What the task requires: Within the entries below, how many lines carry the word "Some"? State the number and stop.

________________________

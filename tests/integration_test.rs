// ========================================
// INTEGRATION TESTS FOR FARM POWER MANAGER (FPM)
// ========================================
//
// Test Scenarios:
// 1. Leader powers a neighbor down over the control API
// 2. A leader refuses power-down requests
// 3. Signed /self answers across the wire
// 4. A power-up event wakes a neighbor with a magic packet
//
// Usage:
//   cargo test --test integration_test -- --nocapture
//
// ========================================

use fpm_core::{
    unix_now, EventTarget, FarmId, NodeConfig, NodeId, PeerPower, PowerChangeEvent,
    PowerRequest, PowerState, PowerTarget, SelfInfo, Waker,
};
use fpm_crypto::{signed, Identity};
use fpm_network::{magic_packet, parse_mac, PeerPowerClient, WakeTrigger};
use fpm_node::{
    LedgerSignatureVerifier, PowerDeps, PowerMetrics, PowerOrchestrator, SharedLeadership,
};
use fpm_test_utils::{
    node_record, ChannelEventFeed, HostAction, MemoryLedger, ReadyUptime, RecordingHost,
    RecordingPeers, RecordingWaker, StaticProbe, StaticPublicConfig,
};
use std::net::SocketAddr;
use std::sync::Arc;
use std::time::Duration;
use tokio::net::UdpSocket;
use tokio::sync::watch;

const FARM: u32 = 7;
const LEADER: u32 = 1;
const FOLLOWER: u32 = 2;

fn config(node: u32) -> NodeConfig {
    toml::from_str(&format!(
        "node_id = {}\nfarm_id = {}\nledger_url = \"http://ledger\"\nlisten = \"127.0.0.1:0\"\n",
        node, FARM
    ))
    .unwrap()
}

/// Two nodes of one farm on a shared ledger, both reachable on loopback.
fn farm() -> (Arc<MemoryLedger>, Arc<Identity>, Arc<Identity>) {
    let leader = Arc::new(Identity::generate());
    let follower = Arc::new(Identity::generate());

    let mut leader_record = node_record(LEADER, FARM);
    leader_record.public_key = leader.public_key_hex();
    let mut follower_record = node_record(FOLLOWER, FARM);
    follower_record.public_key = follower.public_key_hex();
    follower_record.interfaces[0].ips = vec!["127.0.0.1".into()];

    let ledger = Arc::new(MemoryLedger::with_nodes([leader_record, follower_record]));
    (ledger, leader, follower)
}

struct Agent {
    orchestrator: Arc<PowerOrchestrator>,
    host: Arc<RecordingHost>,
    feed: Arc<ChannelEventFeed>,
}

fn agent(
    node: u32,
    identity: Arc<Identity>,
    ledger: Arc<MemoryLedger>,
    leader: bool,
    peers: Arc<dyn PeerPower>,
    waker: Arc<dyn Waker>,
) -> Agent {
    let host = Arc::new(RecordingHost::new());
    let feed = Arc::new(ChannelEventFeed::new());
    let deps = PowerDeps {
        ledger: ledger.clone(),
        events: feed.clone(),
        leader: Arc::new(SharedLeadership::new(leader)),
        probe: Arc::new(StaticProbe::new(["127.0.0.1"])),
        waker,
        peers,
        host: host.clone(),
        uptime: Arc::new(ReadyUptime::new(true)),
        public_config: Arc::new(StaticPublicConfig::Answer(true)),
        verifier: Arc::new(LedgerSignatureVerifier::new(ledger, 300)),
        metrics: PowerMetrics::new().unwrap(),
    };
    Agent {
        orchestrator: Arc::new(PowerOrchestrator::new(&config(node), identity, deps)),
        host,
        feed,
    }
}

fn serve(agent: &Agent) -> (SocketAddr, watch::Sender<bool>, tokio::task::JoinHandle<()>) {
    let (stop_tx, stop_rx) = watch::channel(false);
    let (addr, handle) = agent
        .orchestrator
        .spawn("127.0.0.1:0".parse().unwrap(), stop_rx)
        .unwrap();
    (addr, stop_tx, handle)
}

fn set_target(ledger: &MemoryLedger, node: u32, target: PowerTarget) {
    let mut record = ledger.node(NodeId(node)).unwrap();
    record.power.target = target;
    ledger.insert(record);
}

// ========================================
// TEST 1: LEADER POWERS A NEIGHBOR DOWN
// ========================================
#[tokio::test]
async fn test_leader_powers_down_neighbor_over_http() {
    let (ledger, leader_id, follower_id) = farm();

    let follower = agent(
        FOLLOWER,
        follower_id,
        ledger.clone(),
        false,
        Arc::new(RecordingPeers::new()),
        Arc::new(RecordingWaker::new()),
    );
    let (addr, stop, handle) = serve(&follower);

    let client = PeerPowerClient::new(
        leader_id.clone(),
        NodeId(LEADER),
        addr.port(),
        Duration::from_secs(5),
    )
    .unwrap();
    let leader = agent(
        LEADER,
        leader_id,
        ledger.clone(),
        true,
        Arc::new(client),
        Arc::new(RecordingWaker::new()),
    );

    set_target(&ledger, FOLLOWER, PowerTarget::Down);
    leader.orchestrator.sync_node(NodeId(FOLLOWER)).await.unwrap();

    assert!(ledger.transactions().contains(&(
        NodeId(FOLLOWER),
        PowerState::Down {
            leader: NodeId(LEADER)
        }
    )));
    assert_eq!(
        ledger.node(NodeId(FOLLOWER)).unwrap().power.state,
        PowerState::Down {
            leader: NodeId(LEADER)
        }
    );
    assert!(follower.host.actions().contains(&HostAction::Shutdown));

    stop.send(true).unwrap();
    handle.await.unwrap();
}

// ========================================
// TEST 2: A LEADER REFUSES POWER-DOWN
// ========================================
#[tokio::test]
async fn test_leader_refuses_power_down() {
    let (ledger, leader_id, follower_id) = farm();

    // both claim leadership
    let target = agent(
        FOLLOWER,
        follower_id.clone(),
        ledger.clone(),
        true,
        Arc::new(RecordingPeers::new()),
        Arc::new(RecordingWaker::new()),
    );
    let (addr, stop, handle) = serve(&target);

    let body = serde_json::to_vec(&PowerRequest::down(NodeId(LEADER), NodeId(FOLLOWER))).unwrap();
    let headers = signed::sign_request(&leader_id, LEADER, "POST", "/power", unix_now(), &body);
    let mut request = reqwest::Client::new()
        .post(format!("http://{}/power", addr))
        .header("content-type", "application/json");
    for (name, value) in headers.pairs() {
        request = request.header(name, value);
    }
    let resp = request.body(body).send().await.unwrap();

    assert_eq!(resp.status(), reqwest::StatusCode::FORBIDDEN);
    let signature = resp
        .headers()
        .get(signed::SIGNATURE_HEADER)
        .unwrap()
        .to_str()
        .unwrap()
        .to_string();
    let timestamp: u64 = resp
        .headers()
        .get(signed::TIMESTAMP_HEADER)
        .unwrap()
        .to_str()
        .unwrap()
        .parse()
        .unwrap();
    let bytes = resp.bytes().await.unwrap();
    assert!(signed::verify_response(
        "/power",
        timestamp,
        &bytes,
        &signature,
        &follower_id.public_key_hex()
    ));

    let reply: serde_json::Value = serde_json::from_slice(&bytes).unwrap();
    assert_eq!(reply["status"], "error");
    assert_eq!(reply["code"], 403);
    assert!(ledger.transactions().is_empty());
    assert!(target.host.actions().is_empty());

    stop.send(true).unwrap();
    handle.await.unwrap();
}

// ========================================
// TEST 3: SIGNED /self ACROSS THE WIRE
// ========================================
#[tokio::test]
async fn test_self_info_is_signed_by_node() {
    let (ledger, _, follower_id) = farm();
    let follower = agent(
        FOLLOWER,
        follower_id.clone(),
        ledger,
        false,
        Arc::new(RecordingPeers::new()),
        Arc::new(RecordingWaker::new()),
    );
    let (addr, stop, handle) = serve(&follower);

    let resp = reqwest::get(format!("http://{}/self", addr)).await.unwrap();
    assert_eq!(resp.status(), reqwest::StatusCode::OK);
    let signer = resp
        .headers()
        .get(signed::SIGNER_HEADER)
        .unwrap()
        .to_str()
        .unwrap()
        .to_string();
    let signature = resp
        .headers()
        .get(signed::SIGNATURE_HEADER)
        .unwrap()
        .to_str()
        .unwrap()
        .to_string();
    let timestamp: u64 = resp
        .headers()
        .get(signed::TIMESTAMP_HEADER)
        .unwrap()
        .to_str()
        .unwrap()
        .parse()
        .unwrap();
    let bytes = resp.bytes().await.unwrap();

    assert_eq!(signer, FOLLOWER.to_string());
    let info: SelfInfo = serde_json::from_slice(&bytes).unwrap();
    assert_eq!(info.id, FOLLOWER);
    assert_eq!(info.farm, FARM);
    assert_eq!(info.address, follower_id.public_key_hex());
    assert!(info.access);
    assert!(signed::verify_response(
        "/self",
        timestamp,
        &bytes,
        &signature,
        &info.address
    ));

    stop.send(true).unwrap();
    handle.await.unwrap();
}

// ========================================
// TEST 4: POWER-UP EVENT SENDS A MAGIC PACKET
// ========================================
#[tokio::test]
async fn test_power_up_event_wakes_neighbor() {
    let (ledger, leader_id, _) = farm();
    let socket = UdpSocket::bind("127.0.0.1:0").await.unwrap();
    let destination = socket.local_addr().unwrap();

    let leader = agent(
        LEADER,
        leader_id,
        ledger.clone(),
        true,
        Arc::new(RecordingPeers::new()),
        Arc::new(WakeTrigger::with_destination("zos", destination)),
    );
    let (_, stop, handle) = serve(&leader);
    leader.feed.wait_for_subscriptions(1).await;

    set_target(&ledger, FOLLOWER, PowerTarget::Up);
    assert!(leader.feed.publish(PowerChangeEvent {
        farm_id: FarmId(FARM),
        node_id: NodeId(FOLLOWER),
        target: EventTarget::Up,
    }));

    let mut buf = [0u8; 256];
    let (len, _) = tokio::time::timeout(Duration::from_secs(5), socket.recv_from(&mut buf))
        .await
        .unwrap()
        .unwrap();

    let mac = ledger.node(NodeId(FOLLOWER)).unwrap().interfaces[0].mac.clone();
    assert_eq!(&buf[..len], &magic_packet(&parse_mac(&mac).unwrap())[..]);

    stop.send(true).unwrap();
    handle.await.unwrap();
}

________________________

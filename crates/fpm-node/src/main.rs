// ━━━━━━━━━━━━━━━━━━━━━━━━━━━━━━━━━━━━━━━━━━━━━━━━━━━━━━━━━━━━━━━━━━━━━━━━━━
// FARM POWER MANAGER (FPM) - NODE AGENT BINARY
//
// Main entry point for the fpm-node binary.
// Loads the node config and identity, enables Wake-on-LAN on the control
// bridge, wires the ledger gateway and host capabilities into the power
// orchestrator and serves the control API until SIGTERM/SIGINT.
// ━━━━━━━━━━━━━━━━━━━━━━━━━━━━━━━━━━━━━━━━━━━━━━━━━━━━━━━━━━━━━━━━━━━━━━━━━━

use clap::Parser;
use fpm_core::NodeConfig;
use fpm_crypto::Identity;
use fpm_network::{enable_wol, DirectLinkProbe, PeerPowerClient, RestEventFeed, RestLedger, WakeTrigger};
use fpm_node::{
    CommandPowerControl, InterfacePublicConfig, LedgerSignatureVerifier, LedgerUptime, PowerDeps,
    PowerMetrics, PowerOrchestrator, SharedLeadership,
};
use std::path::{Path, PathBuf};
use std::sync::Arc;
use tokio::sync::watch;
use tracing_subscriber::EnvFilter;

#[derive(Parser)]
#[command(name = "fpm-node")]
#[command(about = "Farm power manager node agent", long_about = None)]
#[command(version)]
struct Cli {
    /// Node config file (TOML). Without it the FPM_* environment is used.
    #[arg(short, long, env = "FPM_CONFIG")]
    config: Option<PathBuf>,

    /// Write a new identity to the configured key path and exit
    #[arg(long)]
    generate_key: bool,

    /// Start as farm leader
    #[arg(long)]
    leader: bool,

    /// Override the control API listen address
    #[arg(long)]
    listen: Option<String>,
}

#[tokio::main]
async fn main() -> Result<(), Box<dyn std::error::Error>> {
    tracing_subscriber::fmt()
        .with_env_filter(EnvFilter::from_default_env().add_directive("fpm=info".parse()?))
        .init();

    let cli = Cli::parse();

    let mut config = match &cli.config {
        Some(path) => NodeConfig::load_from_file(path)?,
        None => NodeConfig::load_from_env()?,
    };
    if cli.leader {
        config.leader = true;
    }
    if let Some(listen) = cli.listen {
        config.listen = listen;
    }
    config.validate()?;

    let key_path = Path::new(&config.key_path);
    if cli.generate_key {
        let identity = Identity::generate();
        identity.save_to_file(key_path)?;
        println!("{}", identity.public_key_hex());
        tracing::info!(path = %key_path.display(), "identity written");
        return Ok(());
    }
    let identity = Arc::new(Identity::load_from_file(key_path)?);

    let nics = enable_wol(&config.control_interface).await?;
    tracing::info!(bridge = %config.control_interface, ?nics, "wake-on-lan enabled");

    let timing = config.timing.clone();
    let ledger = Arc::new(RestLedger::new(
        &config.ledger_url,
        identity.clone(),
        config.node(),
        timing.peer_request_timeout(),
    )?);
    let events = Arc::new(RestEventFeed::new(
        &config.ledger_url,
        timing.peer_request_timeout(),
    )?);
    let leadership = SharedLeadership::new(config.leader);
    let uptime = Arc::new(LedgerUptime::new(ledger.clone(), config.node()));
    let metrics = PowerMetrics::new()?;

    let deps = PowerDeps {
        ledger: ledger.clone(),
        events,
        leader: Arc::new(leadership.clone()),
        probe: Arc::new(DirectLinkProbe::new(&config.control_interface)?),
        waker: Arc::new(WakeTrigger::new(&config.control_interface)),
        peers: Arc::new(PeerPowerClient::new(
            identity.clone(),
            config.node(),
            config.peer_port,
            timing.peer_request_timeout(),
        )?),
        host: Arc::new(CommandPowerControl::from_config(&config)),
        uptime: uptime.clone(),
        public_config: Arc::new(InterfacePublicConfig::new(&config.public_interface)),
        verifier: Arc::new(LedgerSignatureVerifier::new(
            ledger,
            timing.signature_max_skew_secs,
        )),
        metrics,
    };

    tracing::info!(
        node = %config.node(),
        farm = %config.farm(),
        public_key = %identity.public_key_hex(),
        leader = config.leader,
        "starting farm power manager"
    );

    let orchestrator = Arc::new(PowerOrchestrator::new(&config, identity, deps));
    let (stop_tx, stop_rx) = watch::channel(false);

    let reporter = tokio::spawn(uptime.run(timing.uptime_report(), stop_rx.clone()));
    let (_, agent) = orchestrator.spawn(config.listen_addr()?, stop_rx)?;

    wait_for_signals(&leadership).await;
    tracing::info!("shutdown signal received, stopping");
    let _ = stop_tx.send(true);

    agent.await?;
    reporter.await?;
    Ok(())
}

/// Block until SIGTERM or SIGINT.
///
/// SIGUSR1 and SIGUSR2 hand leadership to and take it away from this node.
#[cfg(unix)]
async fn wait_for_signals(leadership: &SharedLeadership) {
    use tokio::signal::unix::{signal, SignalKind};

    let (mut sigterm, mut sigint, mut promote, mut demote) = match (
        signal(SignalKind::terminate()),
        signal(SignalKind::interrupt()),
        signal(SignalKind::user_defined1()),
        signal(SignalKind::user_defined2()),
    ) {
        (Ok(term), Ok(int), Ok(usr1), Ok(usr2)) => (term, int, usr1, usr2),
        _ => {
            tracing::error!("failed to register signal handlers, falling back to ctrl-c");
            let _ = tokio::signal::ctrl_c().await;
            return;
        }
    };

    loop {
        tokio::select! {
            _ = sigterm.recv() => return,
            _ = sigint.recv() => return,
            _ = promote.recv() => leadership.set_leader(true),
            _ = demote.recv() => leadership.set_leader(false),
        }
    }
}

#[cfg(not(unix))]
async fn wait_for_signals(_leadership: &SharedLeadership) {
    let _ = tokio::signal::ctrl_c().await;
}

________________________

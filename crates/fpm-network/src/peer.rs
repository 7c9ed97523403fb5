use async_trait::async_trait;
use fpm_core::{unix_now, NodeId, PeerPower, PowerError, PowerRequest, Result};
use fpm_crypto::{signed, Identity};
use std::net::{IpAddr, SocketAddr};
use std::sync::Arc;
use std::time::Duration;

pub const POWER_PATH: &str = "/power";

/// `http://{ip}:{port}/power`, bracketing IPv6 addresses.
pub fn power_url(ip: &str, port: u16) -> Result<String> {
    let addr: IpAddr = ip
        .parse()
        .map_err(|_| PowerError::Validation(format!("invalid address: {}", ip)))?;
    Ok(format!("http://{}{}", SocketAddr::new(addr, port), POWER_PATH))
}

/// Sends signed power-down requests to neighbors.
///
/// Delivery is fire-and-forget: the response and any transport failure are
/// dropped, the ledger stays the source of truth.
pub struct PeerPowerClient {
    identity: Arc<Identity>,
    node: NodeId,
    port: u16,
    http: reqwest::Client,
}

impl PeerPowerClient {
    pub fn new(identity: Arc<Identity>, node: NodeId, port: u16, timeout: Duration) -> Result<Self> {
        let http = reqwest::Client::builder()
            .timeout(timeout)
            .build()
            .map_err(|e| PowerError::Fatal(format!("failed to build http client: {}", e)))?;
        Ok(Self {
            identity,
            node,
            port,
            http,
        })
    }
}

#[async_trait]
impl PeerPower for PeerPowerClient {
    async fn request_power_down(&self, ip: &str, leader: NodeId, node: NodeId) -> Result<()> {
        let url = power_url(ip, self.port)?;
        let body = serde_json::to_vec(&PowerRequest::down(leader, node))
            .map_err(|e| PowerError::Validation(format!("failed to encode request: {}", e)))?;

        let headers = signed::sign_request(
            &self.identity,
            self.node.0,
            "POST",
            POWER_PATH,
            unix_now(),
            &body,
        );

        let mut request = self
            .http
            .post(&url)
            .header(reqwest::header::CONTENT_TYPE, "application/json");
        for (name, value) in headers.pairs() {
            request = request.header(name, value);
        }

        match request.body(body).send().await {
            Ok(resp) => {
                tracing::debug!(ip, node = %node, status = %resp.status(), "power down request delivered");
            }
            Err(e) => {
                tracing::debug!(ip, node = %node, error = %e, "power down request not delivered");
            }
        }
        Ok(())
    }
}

________________________

Answer space: 2